** Opening ENTRIES PROVIDED block **

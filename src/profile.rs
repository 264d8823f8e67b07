// SPDX-License-Identifier: AGPL-3.0-or-later
//
// Copyright (C) 2025 Daniel Negri
//
// This program is free software: you can redistribute it and/or modify
// it under the terms of the GNU Affero General Public License as published by
// the Free Software Foundation, either version 3 of the License, or
// (at your option) any later version.
//
// This program is distributed in the hope that it will be useful,
// but WITHOUT ANY WARRANTY; without even the implied warranty of
// MERCHANTABILITY or FITNESS FOR A PARTICULAR PURPOSE. See the
// GNU Affero General Public License for more details.
//
// You should have received a copy of the GNU Affero General Public License
// along with this program. If not, see <https://www.gnu.org/licenses/>.

//! Customer and staff profiles.

use crate::LedgerError;
use crate::base::UserId;
use chrono::NaiveDate;
use serde::{Deserialize, Serialize};

#[derive(Debug, Clone, Copy, Default, PartialEq, Eq, Serialize, Deserialize)]
#[serde(rename_all = "lowercase")]
pub enum Role {
    #[default]
    Customer,
    Staff,
    Admin,
}

impl Role {
    /// Staff and admins may credit stamps.
    pub fn is_staff(&self) -> bool {
        matches!(self, Self::Staff | Self::Admin)
    }
}

/// Identity and personal data of a user.
#[derive(Debug, Clone, PartialEq, Eq, Serialize, Deserialize)]
pub struct CustomerProfile {
    pub id: UserId,
    pub full_name: String,
    pub email: Option<String>,
    pub phone: Option<String>,
    pub birth_date: Option<NaiveDate>,
    pub role: Role,
    pub marketing_opt_in: bool,
}

impl CustomerProfile {
    /// The row created on first access: empty name, `customer` role.
    pub fn placeholder(id: UserId) -> Self {
        Self {
            id,
            full_name: String::new(),
            email: None,
            phone: None,
            birth_date: None,
            role: Role::Customer,
            marketing_opt_in: false,
        }
    }

    /// Name shown on cards and lists, falling back to the email.
    pub fn display_name(&self) -> &str {
        let name = self.full_name.trim();
        if !name.is_empty() {
            return name;
        }
        self.email.as_deref().unwrap_or_default()
    }

    /// Copies completed details over this profile. The role is kept.
    pub(crate) fn apply(&mut self, details: ValidDetails) {
        self.full_name = details.full_name;
        self.birth_date = Some(details.birth_date);
        self.phone = details.phone;
        self.marketing_opt_in = details.marketing_opt_in;
    }
}

/// Input of the profile-completion form.
#[derive(Debug, Clone, Default, PartialEq, Eq, Deserialize)]
pub struct ProfileDetails {
    pub full_name: String,
    pub birth_date: Option<NaiveDate>,
    pub phone: Option<String>,
    pub marketing_opt_in: bool,
}

#[derive(Debug)]
pub(crate) struct ValidDetails {
    full_name: String,
    birth_date: NaiveDate,
    phone: Option<String>,
    marketing_opt_in: bool,
}

impl ProfileDetails {
    /// Checks required fields before anything is written.
    pub(crate) fn validate(self) -> Result<ValidDetails, LedgerError> {
        let full_name = self.full_name.trim().to_string();
        if full_name.is_empty() {
            return Err(LedgerError::MissingField("full_name"));
        }
        let birth_date = self.birth_date.ok_or(LedgerError::MissingField("birth_date"))?;
        let phone = self
            .phone
            .map(|p| p.trim().to_string())
            .filter(|p| !p.is_empty());

        Ok(ValidDetails {
            full_name,
            birth_date,
            phone,
            marketing_opt_in: self.marketing_opt_in,
        })
    }
}

#[cfg(test)]
mod tests {
    use super::*;

    fn birthday() -> NaiveDate {
        NaiveDate::from_ymd_opt(1990, 5, 17).unwrap()
    }

    #[test]
    fn display_name_falls_back_to_email() {
        let mut profile = CustomerProfile::placeholder(UserId::new_v4());
        assert_eq!(profile.display_name(), "");

        profile.email = Some("ana@example.com".into());
        assert_eq!(profile.display_name(), "ana@example.com");

        profile.full_name = "  Ana Torres ".into();
        assert_eq!(profile.display_name(), "Ana Torres");
    }

    #[test]
    fn blank_name_is_missing() {
        let details = ProfileDetails {
            full_name: "   ".into(),
            birth_date: Some(birthday()),
            ..Default::default()
        };
        assert_eq!(
            details.validate().unwrap_err(),
            LedgerError::MissingField("full_name")
        );
    }

    #[test]
    fn birth_date_is_required() {
        let details = ProfileDetails {
            full_name: "Ana".into(),
            ..Default::default()
        };
        assert_eq!(
            details.validate().unwrap_err(),
            LedgerError::MissingField("birth_date")
        );
    }

    #[test]
    fn apply_keeps_role() {
        let mut profile = CustomerProfile::placeholder(UserId::new_v4());
        profile.role = Role::Staff;
        let details = ProfileDetails {
            full_name: " Luis ".into(),
            birth_date: Some(birthday()),
            phone: Some("  ".into()),
            marketing_opt_in: true,
        };
        profile.apply(details.validate().unwrap());

        assert_eq!(profile.full_name, "Luis");
        assert_eq!(profile.phone, None);
        assert_eq!(profile.role, Role::Staff);
        assert!(profile.marketing_opt_in);
    }

    #[test]
    fn roles_serialize_lowercase() {
        assert!(Role::Admin.is_staff());
        assert!(!Role::Customer.is_staff());
        assert_eq!(serde_json::to_string(&Role::Customer).unwrap(), "\"customer\"");
    }
}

** Closing ENTRIES PROVIDED block **

AIM OF THE EXERCISE —
Go through the entries and filter for lines holding the word "phone"; copy each match.

ANSWER SPACE —
    pub phone: Option<String>,
            phone: None,
        self.phone = details.phone;
    pub phone: Option<String>,
    phone: Option<String>,
        let phone = self
            .phone
            phone,
            phone: Some("  ".into()),
        assert_eq!(profile.phone, None);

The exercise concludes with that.